Between sites we have gigabit metro ethernets providing WAN services, over which we are using layer 3 and EIGRP. This works well for us.
On several campuses, we have gigabit fibers linking buildings together, with VLAN trunking across those Gig links. Works great.
We have one campus that has building on two sides of a highway, and we were not able to secure a fiber right-of-way to do our customary gig link. So instead we used a Metro ethernet provided by one of our Metri-E vendors. This is not working so well for us.
Things work fine in the native VLAN, and for the trunked VLANs, most things work fine as well. However we are having problems with some very specific areas involving Authentication. Several different systems are failing to authenticate across trunked vlans. The WAN is using 802.1q vlan tagging, this is managed by the WAN vendor. As long as we don't use any VLANs, the affected applications work fine. As soon as we trunk a vlan across the link, and put the systems in that vlan, they work for everything except secure authentication.

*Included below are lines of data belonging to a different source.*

//! Engine counters
//!
//! Monotonic counters over the life of a context. Tests use them to assert
//! the memoisation and minimal-invalidation properties; `update()` logs them
//! at debug level.

/// Monotonic engine counters
#[derive(Debug, Clone, Copy, Default, PartialEq, Eq)]
pub struct EngineStats {
    /// Entry writes that actually changed a value
    pub writes: u64,
    /// Mapper re-runs plus lazy recomputations
    pub recomputes: u64,
    /// Lazy reads served from a valid cache
    pub cache_hits: u64,
    /// Re-entries into an in-flight lazy cell (tolerated cycles)
    pub cycles_tolerated: u64,
    /// Computations that failed and kept their stale value
    pub compute_failures: u64,
}

impl EngineStats {
    /// Difference since an earlier reading
    #[must_use]
    pub fn since(&self, earlier: &EngineStats) -> EngineStats {
        EngineStats {
            writes: self.writes - earlier.writes,
            recomputes: self.recomputes - earlier.recomputes,
            cache_hits: self.cache_hits - earlier.cache_hits,
            cycles_tolerated: self.cycles_tolerated - earlier.cycles_tolerated,
            compute_failures: self.compute_failures - earlier.compute_failures,
        }
    }
}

The 802.1q vlan over the WAN is invisible to us, the vendor is telling us we should treat the connection as if it were dark fiber. However we are finding that this is not the case. The vendor uses Cisco gear, and they opened a TAC case when we had problems, however they came back telling us that Cisco has blessed their configuration as being transparent to anything we should be able to do.
We are convinced that this is almost true, however secure authentication systems fail on anything other than the native vlan.
We are a health-care system, and have many unrelated vendors using the network for data that must be kept secure, so isolating the vendors and applications on their own vlan segments is a requirement for our environment.
What do we need to do to make Cisco Vlan trunking work correctly across a third party 802.1q vlan?